The subject was the potential extension of the Bush tax cuts. The guests were Democratic strategist Steve McMahon and Republican strategist Matt Mackowiak.

There are a few thing I would have pointed out that McMahon did not during this segment, but that said, I think the response of the callers and McMahon to Mackowiak's lies should be taken as an object lesson for anyone that wants to knock down the Republican's ridiculous talking points on tax cuts and job creation. Sadly we can't get anyone in our media to do as good of a job as they did here when Republicans try to lie about tax cuts creating jobs.

So here's how the first call of the segment went.

DEMOCRATIC CALLER TED: Thank you. You’re not entitled to your own facts. You’re entitled to your own opinions. Republicans are wildly inaccurate. 97-98% of small businesses fall below the $250,000 tax limit. But I have two or three quick comments that I wanted to make. There’s no way Republicans are representing their constituents… not representing the people in their districts when it comes to the tax cuts for millionaires and billionaires.

I know some of those people with the millions and billions. They’re not creating jobs. They are investing in the stock market, in properties, all over the country, mountain homes, city homes. When Bush enacted these tax cuts ten years ago it was at a time when it looked like the country would be operating and we were approaching a surplus. You know… god forbid that we have a surplus. I live my life, I operate on a surplus. I know what that is.

There’s no surplus any more. The tax revenues over the ten years from millionaires and billionaires is something to the effect of $700 billion dollars and it’s been shown that, and I wish that Democrats… Republicans need to be more honest, but the Democrats should explain how one dollar nets thirty two cents of every dollar of GDP.

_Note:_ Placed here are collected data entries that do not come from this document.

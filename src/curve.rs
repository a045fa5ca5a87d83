//! Percent to amplitude mapping.

use serde::{Deserialize, Serialize};

use crate::constants::{CURVE_B0, CURVE_CEILING, CURVE_K};

#[derive(Debug, Clone, Copy, PartialEq, Eq, Serialize, Deserialize)]
#[serde(rename_all = "snake_case")]
pub enum CurveKind {
    Linear,
    /// Limited growth: `ceiling - (ceiling - b0) * e^(-k * percent)`.
    Saturating,
}

/// Maps a 0..=100 load percentage to an output amplitude.
///
/// The result is not bounded by the actuator range. `ceiling` may sit above
/// the actuator maximum, so callers clamp with [`clamp_output`] afterwards.
#[derive(Debug, Clone, Copy, PartialEq)]
pub struct ResponseCurve {
    pub kind: CurveKind,
    pub b0: f64,
    pub k: f64,
    pub ceiling: f64,
}

impl Default for ResponseCurve {
    fn default() -> Self {
        Self {
            kind: CurveKind::Saturating,
            b0: CURVE_B0,
            k: CURVE_K,
            ceiling: CURVE_CEILING,
        }
    }
}

impl ResponseCurve {
    pub fn linear(ceiling: f64) -> Self {
        Self {
            kind: CurveKind::Linear,
            b0: 0.0,
            k: 0.0,
            ceiling,
        }
    }

    pub fn saturating(b0: f64, k: f64, ceiling: f64) -> Self {
        Self {
            kind: CurveKind::Saturating,
            b0,
            k,
            ceiling,
        }
    }

    pub fn apply(&self, percent: f64) -> f64 {
        match self.kind {
            // percent / 100 first so that 100% lands on the ceiling exactly
            CurveKind::Linear => self.ceiling * (percent / 100.0),
            CurveKind::Saturating => {
                self.ceiling - (self.ceiling - self.b0) * (-self.k * percent).exp()
            }
        }
    }
}

/// Second stage of the two-stage clamp: bound a curve output to `[0, max]`.
pub fn clamp_output(value: f64, max: f64) -> f64 {
    if value.is_nan() {
        return 0.0;
    }
    value.clamp(0.0, max)
}

#[cfg(test)]
mod tests {
    use super::*;

    #[test]
    fn linear_hits_both_ends_exactly() {
        let curve = ResponseCurve::linear(600.0);
        assert_eq!(curve.apply(0.0), 0.0);
        assert_eq!(curve.apply(100.0), 600.0);
        assert_eq!(ResponseCurve::linear(10.0).apply(50.0), 5.0);
    }

    #[test]
    fn saturating_starts_at_b0() {
        let curve = ResponseCurve::default();
        assert_eq!(curve.apply(0.0), 0.0);

        let offset = ResponseCurve::saturating(50.0, 0.02, 700.0);
        assert!((offset.apply(0.0) - 50.0).abs() < 1e-9);
    }

    #[test]
    fn saturating_approaches_ceiling() {
        let curve = ResponseCurve::default();
        let far = curve.apply(10_000.0);
        assert!((far - 700.0).abs() < 1e-9);
        assert!(curve.apply(100.0) < 700.0);
    }

    #[test]
    fn ceiling_above_actuator_max_is_clamped_afterwards() {
        let curve = ResponseCurve::default();
        // 700 - 700 * e^-2 ~= 605.3, above a 600 step converter
        let raw = curve.apply(100.0);
        assert!(raw > 600.0);
        assert_eq!(clamp_output(raw, 600.0), 600.0);
    }

    #[test]
    fn clamp_handles_negative_and_nan() {
        assert_eq!(clamp_output(-3.0, 10.0), 0.0);
        assert_eq!(clamp_output(f64::NAN, 10.0), 0.0);
        assert_eq!(clamp_output(4.5, 10.0), 4.5);
    }
}
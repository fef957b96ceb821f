pub mod commands;
pub mod server;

Mackowaik responds by saying that the Democrats didn’t have the votes to get the bill passed which would have extended the tax cuts for the lower incomes. While that’s true, it doesn’t address what the caller said, which is that Republicans have been lying about how many small businesses would be affected by the tax increase if the Bush tax cuts were allowed to expire for anyone making over $250,000 or taxable income a year. Mackowaik said that “good policy makes for good politics” and noted that the Democrats could have brought this up before the election, which is again true. What he doesn’t bother to mention is the reason that “good policy” isn’t being pushed harder by the Democratic Party is because of the number of “conservative”, a.k.a. corporate or ought to be Republican Blue Dog Democrats. Those vulnerable Democrats he was talking about are just that.

And then we got our next caller.

REPUBLICAN CALLER TERRY: Yes, I understand the Republican’s stance on wanting to write tax cuts for the upper 1% because they provide jobs, but I am wondering why maybe they didn’t make sure, like include language to make sure that the tax cuts would go to businesses that actually provide jobs here in America for Americans as opposed to off shoring overseas or hiring, you know, people with VISAs over American citizens.

And here was my favorite part of watching this whole exchange. Rather than answer her, Mackowaik sits there silently and rolls his eyes over to Steve McMahon as though to say… “Hey, this one’s yours buddy.”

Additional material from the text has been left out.